**ASSIGNMENT:** Below are records; reproduce exactly the lines from the first through the one containing "custom module queries".

**DATA:**
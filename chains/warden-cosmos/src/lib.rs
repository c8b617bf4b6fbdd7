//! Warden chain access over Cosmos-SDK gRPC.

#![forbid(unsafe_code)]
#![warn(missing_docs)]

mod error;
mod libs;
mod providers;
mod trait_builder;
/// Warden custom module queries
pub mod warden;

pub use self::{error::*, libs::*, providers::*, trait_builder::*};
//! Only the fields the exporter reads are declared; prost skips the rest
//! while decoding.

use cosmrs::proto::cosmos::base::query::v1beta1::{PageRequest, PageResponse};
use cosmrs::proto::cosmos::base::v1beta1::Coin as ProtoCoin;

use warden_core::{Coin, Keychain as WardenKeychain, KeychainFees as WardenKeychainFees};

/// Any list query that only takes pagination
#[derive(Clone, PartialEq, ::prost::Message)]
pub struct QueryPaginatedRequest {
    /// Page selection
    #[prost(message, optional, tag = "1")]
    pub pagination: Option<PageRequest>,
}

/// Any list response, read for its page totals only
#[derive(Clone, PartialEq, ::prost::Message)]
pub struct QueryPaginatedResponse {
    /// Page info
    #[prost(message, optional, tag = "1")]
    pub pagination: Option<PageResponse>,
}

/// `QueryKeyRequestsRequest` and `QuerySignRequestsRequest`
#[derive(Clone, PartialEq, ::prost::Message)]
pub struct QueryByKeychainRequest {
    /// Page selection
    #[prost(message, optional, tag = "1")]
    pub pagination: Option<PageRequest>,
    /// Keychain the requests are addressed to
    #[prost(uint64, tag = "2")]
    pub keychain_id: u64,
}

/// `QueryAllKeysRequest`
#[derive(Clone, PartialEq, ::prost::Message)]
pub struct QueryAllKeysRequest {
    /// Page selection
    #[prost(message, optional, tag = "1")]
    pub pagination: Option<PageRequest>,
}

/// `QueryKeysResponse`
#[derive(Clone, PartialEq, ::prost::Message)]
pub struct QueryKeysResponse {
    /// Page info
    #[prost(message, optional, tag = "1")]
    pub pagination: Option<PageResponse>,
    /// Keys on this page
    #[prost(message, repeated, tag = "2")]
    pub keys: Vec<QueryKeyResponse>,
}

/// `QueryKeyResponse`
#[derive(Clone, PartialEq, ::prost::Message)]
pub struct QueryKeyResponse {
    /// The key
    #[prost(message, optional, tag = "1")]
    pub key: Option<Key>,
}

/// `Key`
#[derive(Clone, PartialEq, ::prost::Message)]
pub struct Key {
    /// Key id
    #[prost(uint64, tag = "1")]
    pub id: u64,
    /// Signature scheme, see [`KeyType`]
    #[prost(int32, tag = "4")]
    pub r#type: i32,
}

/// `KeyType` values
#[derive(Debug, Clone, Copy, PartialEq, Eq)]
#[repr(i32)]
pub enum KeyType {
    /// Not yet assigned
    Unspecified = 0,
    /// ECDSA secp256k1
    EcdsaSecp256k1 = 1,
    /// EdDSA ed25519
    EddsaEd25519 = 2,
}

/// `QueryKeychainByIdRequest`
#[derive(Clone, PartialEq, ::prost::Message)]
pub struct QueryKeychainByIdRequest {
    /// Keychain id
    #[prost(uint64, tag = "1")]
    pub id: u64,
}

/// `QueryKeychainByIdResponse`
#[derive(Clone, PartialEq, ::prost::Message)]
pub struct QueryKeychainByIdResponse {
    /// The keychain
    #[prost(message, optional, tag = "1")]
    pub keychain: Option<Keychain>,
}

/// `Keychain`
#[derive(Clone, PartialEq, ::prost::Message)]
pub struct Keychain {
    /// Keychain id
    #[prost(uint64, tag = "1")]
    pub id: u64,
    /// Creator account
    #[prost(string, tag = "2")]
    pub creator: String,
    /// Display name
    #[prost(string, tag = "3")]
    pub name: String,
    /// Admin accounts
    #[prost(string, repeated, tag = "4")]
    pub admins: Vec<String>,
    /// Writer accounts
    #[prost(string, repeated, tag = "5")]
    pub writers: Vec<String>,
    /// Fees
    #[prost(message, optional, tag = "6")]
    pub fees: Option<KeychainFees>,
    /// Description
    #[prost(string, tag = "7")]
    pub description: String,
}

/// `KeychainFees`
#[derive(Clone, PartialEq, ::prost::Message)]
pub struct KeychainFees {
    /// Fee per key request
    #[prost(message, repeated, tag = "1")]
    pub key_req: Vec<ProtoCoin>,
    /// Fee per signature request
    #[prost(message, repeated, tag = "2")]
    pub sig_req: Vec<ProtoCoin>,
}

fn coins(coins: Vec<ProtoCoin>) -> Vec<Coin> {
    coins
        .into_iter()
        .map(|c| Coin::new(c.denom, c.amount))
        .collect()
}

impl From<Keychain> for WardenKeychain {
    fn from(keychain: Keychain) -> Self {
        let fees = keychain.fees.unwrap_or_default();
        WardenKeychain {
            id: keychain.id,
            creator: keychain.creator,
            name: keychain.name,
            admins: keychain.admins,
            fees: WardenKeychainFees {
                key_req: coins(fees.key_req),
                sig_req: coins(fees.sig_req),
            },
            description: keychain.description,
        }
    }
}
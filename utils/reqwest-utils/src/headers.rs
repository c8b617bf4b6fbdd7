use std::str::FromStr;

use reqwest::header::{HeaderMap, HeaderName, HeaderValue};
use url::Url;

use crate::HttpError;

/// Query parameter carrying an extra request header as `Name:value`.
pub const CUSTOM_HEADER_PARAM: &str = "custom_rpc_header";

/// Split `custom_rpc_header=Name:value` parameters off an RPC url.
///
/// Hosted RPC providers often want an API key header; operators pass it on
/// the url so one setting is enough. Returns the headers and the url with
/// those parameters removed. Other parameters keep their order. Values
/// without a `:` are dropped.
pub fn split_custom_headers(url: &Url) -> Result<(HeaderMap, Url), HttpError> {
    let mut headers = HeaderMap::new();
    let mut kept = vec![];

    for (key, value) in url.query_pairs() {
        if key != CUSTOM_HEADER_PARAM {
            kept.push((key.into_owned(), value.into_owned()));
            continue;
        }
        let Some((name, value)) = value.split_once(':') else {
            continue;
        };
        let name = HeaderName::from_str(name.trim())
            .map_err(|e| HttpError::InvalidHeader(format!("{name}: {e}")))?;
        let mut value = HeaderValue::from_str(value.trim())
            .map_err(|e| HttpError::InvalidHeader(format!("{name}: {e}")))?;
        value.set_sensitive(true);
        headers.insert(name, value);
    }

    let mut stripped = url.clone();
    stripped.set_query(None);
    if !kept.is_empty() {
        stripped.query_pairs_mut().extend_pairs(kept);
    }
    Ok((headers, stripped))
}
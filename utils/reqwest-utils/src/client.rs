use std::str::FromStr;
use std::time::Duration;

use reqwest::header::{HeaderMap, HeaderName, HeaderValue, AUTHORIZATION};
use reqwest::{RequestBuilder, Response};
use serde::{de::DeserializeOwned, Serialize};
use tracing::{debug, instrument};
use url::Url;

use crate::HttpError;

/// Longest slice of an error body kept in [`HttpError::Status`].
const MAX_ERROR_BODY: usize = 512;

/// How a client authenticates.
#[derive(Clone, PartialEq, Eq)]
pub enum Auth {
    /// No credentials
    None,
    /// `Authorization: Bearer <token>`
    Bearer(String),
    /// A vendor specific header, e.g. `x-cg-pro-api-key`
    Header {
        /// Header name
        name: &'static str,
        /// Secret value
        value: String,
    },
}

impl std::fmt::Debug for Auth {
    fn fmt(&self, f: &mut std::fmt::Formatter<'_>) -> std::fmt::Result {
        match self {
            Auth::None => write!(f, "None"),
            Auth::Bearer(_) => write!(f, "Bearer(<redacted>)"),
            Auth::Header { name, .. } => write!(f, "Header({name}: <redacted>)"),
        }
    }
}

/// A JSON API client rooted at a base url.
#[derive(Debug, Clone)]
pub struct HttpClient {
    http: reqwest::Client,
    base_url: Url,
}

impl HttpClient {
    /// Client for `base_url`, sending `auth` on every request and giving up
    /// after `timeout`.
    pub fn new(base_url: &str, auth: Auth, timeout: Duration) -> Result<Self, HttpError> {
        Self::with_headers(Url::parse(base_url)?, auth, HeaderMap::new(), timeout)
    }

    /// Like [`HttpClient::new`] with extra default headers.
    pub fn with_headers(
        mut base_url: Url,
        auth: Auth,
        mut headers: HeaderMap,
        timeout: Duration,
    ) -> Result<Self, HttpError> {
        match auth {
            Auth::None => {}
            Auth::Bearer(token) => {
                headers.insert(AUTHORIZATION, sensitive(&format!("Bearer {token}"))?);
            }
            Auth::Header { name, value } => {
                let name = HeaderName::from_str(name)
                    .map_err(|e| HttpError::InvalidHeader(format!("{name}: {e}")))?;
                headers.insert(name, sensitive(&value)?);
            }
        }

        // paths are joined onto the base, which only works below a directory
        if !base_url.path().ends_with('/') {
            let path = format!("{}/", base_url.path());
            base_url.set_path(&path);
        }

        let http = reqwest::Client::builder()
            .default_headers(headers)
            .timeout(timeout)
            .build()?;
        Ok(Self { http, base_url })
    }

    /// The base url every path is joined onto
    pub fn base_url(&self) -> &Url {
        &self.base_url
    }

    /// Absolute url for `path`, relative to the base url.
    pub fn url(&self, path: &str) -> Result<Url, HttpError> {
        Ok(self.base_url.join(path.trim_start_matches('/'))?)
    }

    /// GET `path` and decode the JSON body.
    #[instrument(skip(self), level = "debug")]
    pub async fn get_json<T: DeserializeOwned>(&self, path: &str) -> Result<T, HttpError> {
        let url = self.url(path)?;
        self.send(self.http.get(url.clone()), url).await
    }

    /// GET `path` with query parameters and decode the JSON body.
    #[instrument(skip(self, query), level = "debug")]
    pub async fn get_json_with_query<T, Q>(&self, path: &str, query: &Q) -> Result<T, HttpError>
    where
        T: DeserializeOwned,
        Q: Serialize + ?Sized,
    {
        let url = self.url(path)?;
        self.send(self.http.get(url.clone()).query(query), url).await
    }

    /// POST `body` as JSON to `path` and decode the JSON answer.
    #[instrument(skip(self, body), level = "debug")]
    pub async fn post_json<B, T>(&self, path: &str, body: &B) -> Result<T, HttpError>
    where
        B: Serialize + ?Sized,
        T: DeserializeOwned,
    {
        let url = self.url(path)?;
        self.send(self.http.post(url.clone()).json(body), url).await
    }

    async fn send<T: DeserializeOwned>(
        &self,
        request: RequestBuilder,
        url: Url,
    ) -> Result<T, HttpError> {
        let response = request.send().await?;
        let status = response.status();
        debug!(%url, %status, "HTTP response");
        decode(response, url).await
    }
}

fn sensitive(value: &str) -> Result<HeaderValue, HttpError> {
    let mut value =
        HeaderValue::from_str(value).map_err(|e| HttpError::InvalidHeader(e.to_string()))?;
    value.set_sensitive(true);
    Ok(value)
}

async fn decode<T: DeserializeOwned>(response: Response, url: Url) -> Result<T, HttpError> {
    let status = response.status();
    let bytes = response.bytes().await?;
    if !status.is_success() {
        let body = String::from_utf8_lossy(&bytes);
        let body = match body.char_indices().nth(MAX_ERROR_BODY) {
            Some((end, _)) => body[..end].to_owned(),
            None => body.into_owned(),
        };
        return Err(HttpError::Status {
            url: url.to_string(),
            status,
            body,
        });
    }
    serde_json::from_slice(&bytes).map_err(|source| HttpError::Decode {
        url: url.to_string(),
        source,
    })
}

**ANSWER BOX:**
filename chains/warden-cosmos/src/lib.rs
repository c8b617bf4b6fbdd7
//! Warden chain access over Cosmos-SDK gRPC.

#![forbid(unsafe_code)]
#![warn(missing_docs)]

mod error;
mod libs;
mod providers;
mod trait_builder;
/// Warden custom module queries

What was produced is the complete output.